What, then, can statistical agencies do to mitigate these risks? There are, broadly speaking, three strategies: smarter survey design, better coder training, and the adoption of automated tools.
Survey design is, in many ways, the first line of defense. The wording of survey questions can influence the accuracy of self-reported ISIC codes. Vague or overly broad descriptions invite confusion. Agencies with experience in this area often use detailed prompts, sector-specific examples, and follow-up questions to clarify ambiguous cases. Instead of simply asking, “What is your business’s main activity?” the survey might offer a list of concrete activities, mapped to ISIC codes, and probe further when the response is unclear. While this lengthens the questionnaire, the payoff in data quality is substantial.
Coder training is another critical component, and one that is sometimes underappreciated. In many countries, survey responses are reviewed and coded by staff who assign the final ISIC classification. The consistency and accuracy of these coders is essential. Regular training, standardized guidelines, and inter-coder reliability checks are best practices. Some agencies run periodic audits, comparing coder decisions to a “gold standard” sample, flagging anomalies for review. While no training program can eliminate all subjectivity, it narrows the range of possible errors and helps maintain standards across different survey rounds.

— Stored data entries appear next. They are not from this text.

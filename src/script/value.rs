//! Runtime values of the script dialect.
//!
//! Containers share structure through `Rc` so that a list handed to a
//! function and mutated there is visible to the caller, as scripts expect.

use std::cell::RefCell;
use std::cmp::Ordering;
use std::collections::HashMap;
use std::fmt;
use std::rc::Rc;

use indexmap::IndexMap;

use super::ast::FunctionDef;
use super::error::ScriptError;
use super::interp::{Env, Interpreter};
use crate::script_err;

/// Signature shared by every natively implemented callable.
pub type NativeFn = dyn Fn(&mut Interpreter<'_>, Args) -> Result<Value, ScriptError>;

/// Represents a value produced or consumed by a script.
///
/// # Examples
///
/// ```rust
/// use docrun::script::Value;
/// let v = Value::from("hello");
/// assert_eq!(v.type_name(), "string");
/// assert_eq!(v.repr(), "\"hello\"");
/// assert_eq!(Value::Float(2.0).to_string(), "2.0");
/// ```
#[derive(Clone)]
pub enum Value {
    None,
    Bool(bool),
    Int(i64),
    Float(f64),
    Str(String),
    List(Rc<RefCell<Vec<Value>>>),
    Tuple(Rc<Vec<Value>>),
    Dict(Rc<RefCell<IndexMap<DictKey, Value>>>),
    Function(Rc<Function>),
    Builtin(Rc<Builtin>),
    Struct(Rc<Struct>),
}

/// The hashable subset of values usable as dictionary keys.
#[derive(Debug, Clone, PartialEq, Eq, Hash)]
pub enum DictKey {
    None,
    Bool(bool),
    Int(i64),
    Str(String),
    Tuple(Vec<DictKey>),
}

/// Local variables of one function activation, shared with the functions it defines.
pub type Locals = Rc<RefCell<HashMap<String, Value>>>;

/// A function defined by a `def` statement or a `lambda` expression.
pub struct Function {
    pub def: Rc<FunctionDef>,
    pub defaults: Vec<Option<Value>>,
    pub globals: Rc<RefCell<Env>>,
    /// Locals of the enclosing activations, innermost last.
    pub enclosing: Vec<Locals>,
}

/// A natively implemented function or bound method.
pub struct Builtin {
    pub name: String,
    pub func: Rc<NativeFn>,
}

/// An immutable record with named fields, used for modules and handles.
pub struct Struct {
    pub type_name: String,
    pub fields: IndexMap<String, Value>,
}

/// Arguments of a call after evaluation.
#[derive(Clone, Default)]
pub struct Args {
    pub positional: Vec<Value>,
    pub named: Vec<(String, Value)>,
}

// ============================================================================
// CONSTRUCTORS
// ============================================================================

impl Value {
    pub fn list(items: Vec<Value>) -> Value {
        Value::List(Rc::new(RefCell::new(items)))
    }

    pub fn tuple(items: Vec<Value>) -> Value {
        Value::Tuple(Rc::new(items))
    }

    pub fn dict(entries: IndexMap<DictKey, Value>) -> Value {
        Value::Dict(Rc::new(RefCell::new(entries)))
    }

    pub fn builtin<F>(name: impl Into<String>, func: F) -> Value
    where
        F: Fn(&mut Interpreter<'_>, Args) -> Result<Value, ScriptError> + 'static,
    {
        Value::Builtin(Rc::new(Builtin {
            name: name.into(),
            func: Rc::new(func),
        }))
    }

    pub fn structure(type_name: impl Into<String>, fields: IndexMap<String, Value>) -> Value {
        Value::Struct(Rc::new(Struct {
            type_name: type_name.into(),
            fields,
        }))
    }
}

impl From<&str> for Value {
    fn from(s: &str) -> Self {
        Value::Str(s.to_string())
    }
}

impl From<String> for Value {
    fn from(s: String) -> Self {
        Value::Str(s)
    }
}

impl From<i64> for Value {
    fn from(n: i64) -> Self {
        Value::Int(n)
    }
}

impl From<bool> for Value {
    fn from(b: bool) -> Self {
        Value::Bool(b)
    }
}

// ============================================================================
// INSPECTION
// ============================================================================

impl Value {
    pub fn type_name(&self) -> &str {
        match self {
            Value::None => "NoneType",
            Value::Bool(_) => "bool",
            Value::Int(_) => "int",
            Value::Float(_) => "float",
            Value::Str(_) => "string",
            Value::List(_) => "list",
            Value::Tuple(_) => "tuple",
            Value::Dict(_) => "dict",
            Value::Function(_) => "function",
            Value::Builtin(_) => "builtin_function_or_method",
            Value::Struct(s) => &s.type_name,
        }
    }

    pub fn truth(&self) -> bool {
        match self {
            Value::None => false,
            Value::Bool(b) => *b,
            Value::Int(n) => *n != 0,
            Value::Float(x) => *x != 0.0,
            Value::Str(s) => !s.is_empty(),
            Value::List(items) => !items.borrow().is_empty(),
            Value::Tuple(items) => !items.is_empty(),
            Value::Dict(entries) => !entries.borrow().is_empty(),
            Value::Function(_) | Value::Builtin(_) | Value::Struct(_) => true,
        }
    }

    pub fn as_str(&self) -> Option<&str> {
        match self {
            Value::Str(s) => Some(s),
            _ => None,
        }
    }

    pub fn as_int(&self) -> Option<i64> {
        match self {
            Value::Int(n) => Some(*n),
            _ => None,
        }
    }

    /// Elements of an iterable value, snapshotted so the source may be
    /// mutated while iterating.
    pub fn iterate(&self) -> Result<Vec<Value>, ScriptError> {
        match self {
            Value::List(items) => Ok(items.borrow().clone()),
            Value::Tuple(items) => Ok(items.as_ref().clone()),
            Value::Dict(entries) => Ok(entries.borrow().keys().map(DictKey::to_value).collect()),
            other => script_err!("{} value is not iterable", other.type_name()),
        }
    }

    pub fn is_iterable(&self) -> bool {
        matches!(self, Value::List(_) | Value::Tuple(_) | Value::Dict(_))
    }

    /// Quoted representation, as produced by `repr()`.
    pub fn repr(&self) -> String {
        match self {
            Value::Str(s) => format!("{:?}", s),
            other => other.to_string(),
        }
    }

    /// Identity of a mutable container, used to detect cycles.
    fn container_id(&self) -> Option<usize> {
        match self {
            Value::List(items) => Some(Rc::as_ptr(items) as *const () as usize),
            Value::Dict(entries) => Some(Rc::as_ptr(entries) as *const () as usize),
            _ => None,
        }
    }
}

impl fmt::Display for Value {
    fn fmt(&self, f: &mut fmt::Formatter<'_>) -> fmt::Result {
        write_value(f, self, &mut Vec::new())
    }
}

impl fmt::Debug for Value {
    fn fmt(&self, f: &mut fmt::Formatter<'_>) -> fmt::Result {
        write!(f, "{}", self.repr())
    }
}

/// Writes `value`; `open` holds the containers currently being written, so a
/// container that contains itself prints as `[...]` or `{...}`.
fn write_value(f: &mut fmt::Formatter<'_>, value: &Value, open: &mut Vec<usize>) -> fmt::Result {
    if let Some(id) = value.container_id() {
        if open.contains(&id) {
            return match value {
                Value::Dict(_) => write!(f, "{{...}}"),
                _ => write!(f, "[...]"),
            };
        }
        open.push(id);
    }
    let result = match value {
        Value::None => write!(f, "None"),
        Value::Bool(true) => write!(f, "True"),
        Value::Bool(false) => write!(f, "False"),
        Value::Int(n) => write!(f, "{}", n),
        Value::Float(x) => write!(f, "{}", format_float(*x)),
        Value::Str(s) => write!(f, "{}", s),
        Value::List(items) => write_seq(f, "[", "]", &items.borrow(), false, open),
        Value::Tuple(items) => write_seq(f, "(", ")", items, items.len() == 1, open),
        Value::Dict(entries) => write_dict(f, &entries.borrow(), open),
        Value::Function(func) => write!(f, "<function {}>", func.def.name),
        Value::Builtin(b) => write!(f, "<built-in function {}>", b.name),
        Value::Struct(s) => {
            write!(f, "{}(", s.type_name)?;
            for (i, (k, v)) in s.fields.iter().enumerate() {
                if i > 0 {
                    write!(f, ", ")?;
                }
                write!(f, "{} = ", k)?;
                write_repr(f, v, open)?;
            }
            write!(f, ")")
        }
    };
    if value.container_id().is_some() {
        open.pop();
    }
    result
}

fn write_repr(f: &mut fmt::Formatter<'_>, value: &Value, open: &mut Vec<usize>) -> fmt::Result {
    match value {
        Value::Str(s) => write!(f, "{:?}", s),
        other => write_value(f, other, open),
    }
}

A third, increasingly important, strategy is the use of automated coding tools. Advances in machine learning and natural language processing have made it possible to scan narrative descriptions of business activities and suggest likely ISIC codes. Such systems can process thousands of responses quickly and flag cases where confidence is low or human intervention is needed. These tools are not without their own biases—algorithms are only as good as the training data they receive—but when used alongside human coders, they often improve both speed and accuracy. The best implementations are hybrid: machines handle the routine cases, while humans focus on the ambiguous outliers.
Still, even with all these safeguards, classification errors persist. The impact can be surprising. For instance, when misclassification systematically affects high-growth sectors, headline indicators like GDP composition or employment shares can be misleading. Policymakers, seeing growth in the “wrong” sectors, may adjust incentives, tax regimes, or workforce training programs in suboptimal directions. It’s a classic case of “garbage in, garbage out”—only in this context, the “garbage” is hard to detect until after the fact.

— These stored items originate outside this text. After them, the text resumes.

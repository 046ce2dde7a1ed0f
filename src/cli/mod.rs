//! The docrun command-line interface.
//!
//! `run()` parses arguments, sets up logging on stderr, and hands off to one
//! handler per subcommand. Handlers return the process exit code; fatal errors
//! are rendered as `miette` diagnostics.

use std::io::{self, ErrorKind};
use std::path::Path;
use std::process;

use clap::Parser;
use tracing_subscriber::EnvFilter;

use crate::cli::args::{Command, DocrunArgs};
use crate::config::RunConfig;
use crate::diagnostics::DocrunError;
use crate::report;
use crate::runner::DocRunner;

pub mod args;
pub mod output;

pub fn run() {
    let args = DocrunArgs::parse();
    init_logging(args.verbose);

    let config = RunConfig::default();
    let result = match &args.command {
        Command::Run { file } => handle_run(&config, file, args.verbose > 0),
        Command::Report { manifest, root } => handle_report(&config, root, manifest),
    };

    match result {
        Ok(code) => process::exit(code),
        Err(e) => {
            eprintln!("{:?}", miette::Report::new(e));
            process::exit(1);
        }
    }
}

fn init_logging(verbose: u8) {
    let directive = match verbose {
        0 => "warn",
        1 => "docrun=info",
        _ => "docrun=debug",
    };
    let filter = EnvFilter::try_from_default_env().unwrap_or_else(|_| EnvFilter::new(directive));
    tracing_subscriber::fmt()
        .with_env_filter(filter)
        .with_writer(io::stderr)
        .with_target(false)
        .init();
}

/// Case failures are reported, not signalled through the exit code.
fn handle_run(config: &RunConfig, file: &Path, show_diffs: bool) -> Result<i32, DocrunError> {
    let run = match DocRunner::run_document(config, file) {
        Ok(run) => run,
        Err(DocrunError::Io { source, .. }) if source.kind() == ErrorKind::NotFound => {
            println!("File not found: \"{}\"", file.display());
            return Ok(1);
        }
        Err(e) => return Err(e),
    };
    let mut out = output::stdout(config.use_colors);
    output::print_run(&mut out, &run, show_diffs).map_err(|e| DocrunError::io(file, e))?;
    Ok(0)
}

fn handle_report(config: &RunConfig, root: &Path, manifest: &Path) -> Result<i32, DocrunError> {
    let rows = report::create_report(config, root, manifest)?;
    println!("{}", report::render(&rows)?);
    Ok(0)
}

A practical example: in the early 2010s, several European countries noted unexplained discrepancies between survey-based wage data and administrative payroll records. Further investigation revealed that rapid growth in IT and creative industries (where activities evolve quickly and defy old labels) led to persistent misclassification. Productivity and wage growth appeared to stagnate—until reclassification revealed a hidden surge in the real underlying sectors.

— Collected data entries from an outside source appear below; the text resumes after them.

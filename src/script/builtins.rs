//! Universe of predeclared functions available to every script.

use std::cmp::Ordering;

use indexmap::IndexMap;

use super::error::ScriptError;
use super::interp::{get_attr, Interpreter, MAX_SEQUENCE_LEN};
use super::value::{compare, float_to_int, Args, DictKey, Value};
use crate::script_err;

type BuiltinFn = fn(&mut Interpreter<'_>, Args) -> Result<Value, ScriptError>;

/// Returns the predeclared function bound to `name`, if any.
pub fn lookup(name: &str) -> Option<Value> {
    let func: BuiltinFn = match name {
        "print" => print,
        "len" => len,
        "str" => str_,
        "repr" => repr,
        "int" => int,
        "float" => float,
        "bool" => bool_,
        "range" => range,
        "list" => list,
        "tuple" => tuple,
        "dict" => dict,
        "type" => type_,
        "sorted" => sorted,
        "reversed" => reversed,
        "enumerate" => enumerate,
        "zip" => zip,
        "min" => min,
        "max" => max,
        "abs" => abs,
        "any" => any,
        "all" => all,
        "hasattr" => hasattr,
        "getattr" => getattr,
        "fail" => fail,
        _ => return None,
    };
    Some(Value::builtin(name, func))
}

fn print(interp: &mut Interpreter<'_>, mut args: Args) -> Result<Value, ScriptError> {
    let sep = match args.take_named("sep") {
        Some(Value::Str(s)) => s,
        Some(other) => return script_err!("print: for parameter sep: got {}, want string", other.type_name()),
        None => " ".to_string(),
    };
    args.check("print", 0, usize::MAX)?;
    let line = args
        .positional
        .iter()
        .map(Value::to_string)
        .collect::<Vec<_>>()
        .join(&sep);
    interp.print(&line);
    Ok(Value::None)
}

fn len(_: &mut Interpreter<'_>, args: Args) -> Result<Value, ScriptError> {
    args.check("len", 1, 1)?;
    let n = match &args.positional[0] {
        Value::Str(s) => s.chars().count(),
        Value::List(items) => items.borrow().len(),
        Value::Tuple(items) => items.len(),
        Value::Dict(entries) => entries.borrow().len(),
        other => return script_err!("len: value of type {} has no len", other.type_name()),
    };
    Ok(Value::Int(n as i64))
}

fn str_(_: &mut Interpreter<'_>, args: Args) -> Result<Value, ScriptError> {
    args.check("str", 1, 1)?;
    Ok(Value::Str(args.positional[0].to_string()))
}

fn repr(_: &mut Interpreter<'_>, args: Args) -> Result<Value, ScriptError> {
    args.check("repr", 1, 1)?;
    Ok(Value::Str(args.positional[0].repr()))
}

fn int(_: &mut Interpreter<'_>, args: Args) -> Result<Value, ScriptError> {
    args.check("int", 0, 1)?;
    match args.get(0) {
        None => Ok(Value::Int(0)),
        Some(Value::Int(n)) => Ok(Value::Int(*n)),
        Some(Value::Bool(b)) => Ok(Value::Int(*b as i64)),
        Some(Value::Float(x)) => float_to_int(*x)
            .map(Value::Int)
            .ok_or_else(|| ScriptError::new("int: float out of range")),
        Some(Value::Str(s)) => s
            .trim()
            .parse::<i64>()
            .map(Value::Int)
            .map_err(|_| ScriptError::new(format!("int: invalid literal with base 10: {:?}", s))),
        Some(other) => script_err!("int: cannot convert {} to int", other.type_name()),
    }
}

fn float(_: &mut Interpreter<'_>, args: Args) -> Result<Value, ScriptError> {
    args.check("float", 0, 1)?;
    match args.get(0) {
        None => Ok(Value::Float(0.0)),
        Some(Value::Int(n)) => Ok(Value::Float(*n as f64)),
        Some(Value::Float(x)) => Ok(Value::Float(*x)),
        Some(Value::Bool(b)) => Ok(Value::Float(if *b { 1.0 } else { 0.0 })),
        Some(Value::Str(s)) => s
            .trim()
            .parse::<f64>()
            .map(Value::Float)
            .map_err(|_| ScriptError::new(format!("float: invalid float literal: {:?}", s))),
        Some(other) => script_err!("float: cannot convert {} to float", other.type_name()),
    }
}

fn bool_(_: &mut Interpreter<'_>, args: Args) -> Result<Value, ScriptError> {
    args.check("bool", 0, 1)?;
    Ok(Value::Bool(args.get(0).map(Value::truth).unwrap_or(false)))
}

fn range(_: &mut Interpreter<'_>, args: Args) -> Result<Value, ScriptError> {
    args.check("range", 1, 3)?;
    let (start, stop) = match args.positional.len() {
        1 => (0, args.int_at("range", 0)?),
        _ => (args.int_at("range", 0)?, args.int_at("range", 1)?),
    };
    let step = if args.positional.len() == 3 {
        args.int_at("range", 2)?
    } else {
        1
    };
    if step == 0 {
        return script_err!("range: step argument must not be zero");
    }
    let (start, stop, step) = (start as i128, stop as i128, step as i128);
    let span = if step > 0 { stop - start } else { start - stop };
    let len = if span > 0 { (span - 1) / step.abs() + 1 } else { 0 };
    if len > MAX_SEQUENCE_LEN as i128 {
        return script_err!("range: {} elements exceed the limit of {}", len, MAX_SEQUENCE_LEN);
    }
    // Every element lies between start and stop, so it fits an i64.
    Ok(Value::list(
        (0..len).map(|k| Value::Int((start + k * step) as i64)).collect(),
    ))
}

fn list(_: &mut Interpreter<'_>, args: Args) -> Result<Value, ScriptError> {
    args.check("list", 0, 1)?;
    match args.get(0) {
        None => Ok(Value::list(Vec::new())),
        Some(v) => Ok(Value::list(v.iterate()?)),
    }
}

fn tuple(_: &mut Interpreter<'_>, args: Args) -> Result<Value, ScriptError> {
    args.check("tuple", 0, 1)?;
    match args.get(0) {
        None => Ok(Value::tuple(Vec::new())),
        Some(v) => Ok(Value::tuple(v.iterate()?)),
    }
}

fn dict(_: &mut Interpreter<'_>, args: Args) -> Result<Value, ScriptError> {
    if args.positional.len() > 1 {
        return script_err!("dict: got {} arguments, want at most 1", args.positional.len());
    }
    let mut entries = IndexMap::new();
    if let Some(source) = args.get(0) {
        insert_pairs(&mut entries, source, "dict")?;
    }
    for (key, value) in args.named {
        entries.insert(DictKey::Str(key), value);
    }
    Ok(Value::dict(entries))
}

/// Adds the entries of a dict, or of an iterable of pairs, to `entries`.
pub(crate) fn insert_pairs(
    entries: &mut IndexMap<DictKey, Value>,
    source: &Value,
    name: &str,
) -> Result<(), ScriptError> {
    if let Value::Dict(other) = source {
        for (k, v) in other.borrow().iter() {
            entries.insert(k.clone(), v.clone());
        }
        return Ok(());
    }
    for (i, pair) in source.iterate()?.into_iter().enumerate() {
        let items = pair.iterate()?;
        if items.len() != 2 {
            return script_err!(
                "{}: element #{} has length {}, want 2",
                name,
                i,
                items.len()
            );
        }
        entries.insert(DictKey::from_value(&items[0])?, items[1].clone());
    }
    Ok(())
}

fn type_(_: &mut Interpreter<'_>, args: Args) -> Result<Value, ScriptError> {
    args.check("type", 1, 1)?;
    Ok(Value::from(args.positional[0].type_name()))
}

fn sorted(interp: &mut Interpreter<'_>, mut args: Args) -> Result<Value, ScriptError> {
    let key = args.take_named("key").filter(|k| !matches!(k, Value::None));
    let reverse = args.take_named("reverse").map(|r| r.truth()).unwrap_or(false);
    args.check("sorted", 1, 1)?;
    let items = args.positional[0].iterate()?;
    let keys = match &key {
        Some(func) => items
            .iter()
            .map(|item| interp.call(func, Args::positional(vec![item.clone()])))
            .collect::<Result<Vec<_>, _>>()?,
        None => items.clone(),
    };
    let mut order: Vec<usize> = (0..items.len()).collect();
    let mut failure = None;
    order.sort_by(|&a, &b| match compare(&keys[a], &keys[b]) {
        Ok(ord) => ord,
        Err(e) => {
            failure.get_or_insert(e);
            Ordering::Equal
        }
    });
    if let Some(e) = failure {
        return Err(e);
    }
    if reverse {
        order.reverse();
    }
    Ok(Value::list(order.into_iter().map(|i| items[i].clone()).collect()))
}

fn reversed(_: &mut Interpreter<'_>, args: Args) -> Result<Value, ScriptError> {
    args.check("reversed", 1, 1)?;
    let mut items = args.positional[0].iterate()?;
    items.reverse();
    Ok(Value::list(items))
}

fn enumerate(_: &mut Interpreter<'_>, mut args: Args) -> Result<Value, ScriptError> {
    let start = match args.take_named("start") {
        Some(Value::Int(n)) => n,
        Some(other) => return script_err!("enumerate: for parameter start: got {}, want int", other.type_name()),
        None => 0,
    };
    args.check("enumerate", 1, 2)?;
    let start = if args.positional.len() == 2 {
        args.int_at("enumerate", 1)?
    } else {
        start
    };
    let items = args.positional[0].iterate()?;
    Ok(Value::list(
        items
            .into_iter()
            .enumerate()
            .map(|(i, v)| Value::tuple(vec![Value::Int(start + i as i64), v]))
            .collect(),
    ))
}

fn zip(_: &mut Interpreter<'_>, args: Args) -> Result<Value, ScriptError> {
    args.check("zip", 0, usize::MAX)?;
    let columns = args
        .positional
        .iter()
        .map(Value::iterate)
        .collect::<Result<Vec<_>, _>>()?;
    let rows = columns.iter().map(Vec::len).min().unwrap_or(0);
    Ok(Value::list(
        (0..rows)
            .map(|r| Value::tuple(columns.iter().map(|c| c[r].clone()).collect()))
            .collect(),
    ))
}

fn extremum(
    interp: &mut Interpreter<'_>,
    mut args: Args,
    name: &str,
    want: Ordering,
) -> Result<Value, ScriptError> {
    let key = args.take_named("key");
    args.check(name, 1, usize::MAX)?;
    let items = if args.positional.len() == 1 {
        args.positional[0].iterate()?
    } else {
        args.positional
    };
    let mut best: Option<(Value, Value)> = None;
    for item in items {
        let k = match &key {
            Some(func) => interp.call(func, Args::positional(vec![item.clone()]))?,
            None => item.clone(),
        };
        let replace = match &best {
            None => true,
            Some((best_key, _)) => compare(&k, best_key)? == want,
        };
        if replace {
            best = Some((k, item));
        }
    }
    best.map(|(_, v)| v)
        .ok_or_else(|| ScriptError::new(format!("{}: argument is an empty sequence", name)))
}

fn min(interp: &mut Interpreter<'_>, args: Args) -> Result<Value, ScriptError> {
    extremum(interp, args, "min", Ordering::Less)
}

fn max(interp: &mut Interpreter<'_>, args: Args) -> Result<Value, ScriptError> {
    extremum(interp, args, "max", Ordering::Greater)
}

fn abs(_: &mut Interpreter<'_>, args: Args) -> Result<Value, ScriptError> {
    args.check("abs", 1, 1)?;
    match &args.positional[0] {
        Value::Int(n) => n
            .checked_abs()
            .map(Value::Int)
            .ok_or_else(|| ScriptError::new("integer overflow")),
        Value::Float(x) => Ok(Value::Float(x.abs())),
        other => script_err!("abs: got {}, want int or float", other.type_name()),
    }
}

fn any(_: &mut Interpreter<'_>, args: Args) -> Result<Value, ScriptError> {
    args.check("any", 1, 1)?;
    Ok(Value::Bool(args.positional[0].iterate()?.iter().any(Value::truth)))
}

fn all(_: &mut Interpreter<'_>, args: Args) -> Result<Value, ScriptError> {
    args.check("all", 1, 1)?;
    Ok(Value::Bool(args.positional[0].iterate()?.iter().all(Value::truth)))
}

fn hasattr(_: &mut Interpreter<'_>, args: Args) -> Result<Value, ScriptError> {
    args.check("hasattr", 2, 2)?;
    let name = args.str_at("hasattr", 1)?;
    Ok(Value::Bool(get_attr(&args.positional[0], &name).is_ok()))
}

fn getattr(_: &mut Interpreter<'_>, args: Args) -> Result<Value, ScriptError> {
    args.check("getattr", 2, 3)?;
    let name = args.str_at("getattr", 1)?;
    match (get_attr(&args.positional[0], &name), args.get(2)) {
        (Ok(value), _) => Ok(value),
        (Err(_), Some(default)) => Ok(default.clone()),
        (Err(e), None) => Err(e),
    }
}

fn fail(_: &mut Interpreter<'_>, args: Args) -> Result<Value, ScriptError> {
    let message = args
        .positional
        .iter()
        .map(Value::to_string)
        .collect::<Vec<_>>()
        .join(" ");
    script_err!("fail: {}", message)
}

#[cfg(test)]
mod tests {
    use super::*;
    use crate::script::interp::{Env, NoModules};

    fn eval(source: &str) -> Result<String, ScriptError> {
        let mut out = Vec::new();
        let env = Interpreter::new(&NoModules, &mut out)
            .exec_file(&format!("result = {}", source), Env::new())?;
        Ok(env.get("result").map(Value::repr).unwrap_or_default())
    }

    #[test]
    fn test_conversions() {
        assert_eq!(eval("int('42')").unwrap(), "42");
        assert_eq!(eval("int(3.9)").unwrap(), "3");
        assert_eq!(eval("float(2)").unwrap(), "2.0");
        assert_eq!(eval("str(1.5)").unwrap(), "\"1.5\"");
        assert_eq!(eval("repr('a')").unwrap(), "\"\\\"a\\\"\"");
        assert!(eval("int('x')").is_err());
    }

    #[test]
    fn test_int_of_huge_float_is_an_error() {
        assert_eq!(eval("int(-2.5)").unwrap(), "-2");
        let err = eval("int(1e300)").unwrap_err();
        assert_eq!(err.message, "int: float out of range");
    }

    #[test]
    fn test_sequences() {
        assert_eq!(eval("range(3)").unwrap(), "[0, 1, 2]");
        assert_eq!(eval("range(5, 0, -2)").unwrap(), "[5, 3, 1]");
        assert_eq!(eval("range(3, 3)").unwrap(), "[]");
        assert_eq!(
            eval("range(9223372036854775805, 9223372036854775807)").unwrap(),
            "[9223372036854775805, 9223372036854775806]"
        );
        let err = eval("range(100000000000)").unwrap_err();
        assert!(err.message.contains("exceed the limit"));
        assert_eq!(eval("list(enumerate(['a', 'b'], 1))").unwrap(), "[(1, \"a\"), (2, \"b\")]");
        assert_eq!(eval("zip([1, 2, 3], 'ab'.split('a'))").unwrap(), "[(1, \"\"), (2, \"b\")]");
        assert_eq!(eval("sorted([3, 1, 2], reverse=True)").unwrap(), "[3, 2, 1]");
        assert_eq!(eval("sorted(['bb', 'a'], key=len)").unwrap(), "[\"a\", \"bb\"]");
    }

    #[test]
    fn test_dict_builtin() {
        assert_eq!(eval("dict([('a', 1)], b=2)").unwrap(), "{\"a\": 1, \"b\": 2}");
    }

    #[test]
    fn test_min_max() {
        assert_eq!(eval("min([4, 2, 8])").unwrap(), "2");
        assert_eq!(eval("max(1, 5, 3)").unwrap(), "5");
        assert!(eval("max([])").unwrap_err().message.contains("empty sequence"));
    }

    #[test]
    fn test_fail_reports_message() {
        let err = eval("fail('bad', 1)").unwrap_err();
        assert_eq!(err.message, "fail: bad 1");
    }

    #[test]
    fn test_type_and_len() {
        assert_eq!(eval("type({})").unwrap(), "\"dict\"");
        assert_eq!(eval("len('héllo')").unwrap(), "5");
    }
}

What lessons can be drawn? First, agencies must treat ISIC implementation as an ongoing process, not a one-time technical fix. Regular review of classification protocols, updating examples and guidelines to reflect new industries, and engaging with respondents when codes seem ambiguous are essential. Second, transparency matters. When publishing data, agencies should document the extent of coding uncertainty and, when feasible, publish sensitivity analyses showing how reclassifications would affect headline indicators.
Finally, collaboration with sector experts can help. Industry associations, chambers of commerce, and business consultants often have a more granular understanding of evolving business models than statistical agencies can hope to maintain alone. Periodic consultation can surface “edge cases” that standard coding manuals miss.
Robust ISIC implementation is vital for trustworthy statistics. Without it, the edifice of economic policymaking stands on uncertain ground. Getting the coding right—through smarter survey design, better training, and judicious use of automation—is not glamorous work. But it is, in its quiet way, one of the most consequential tasks that statistical agencies perform.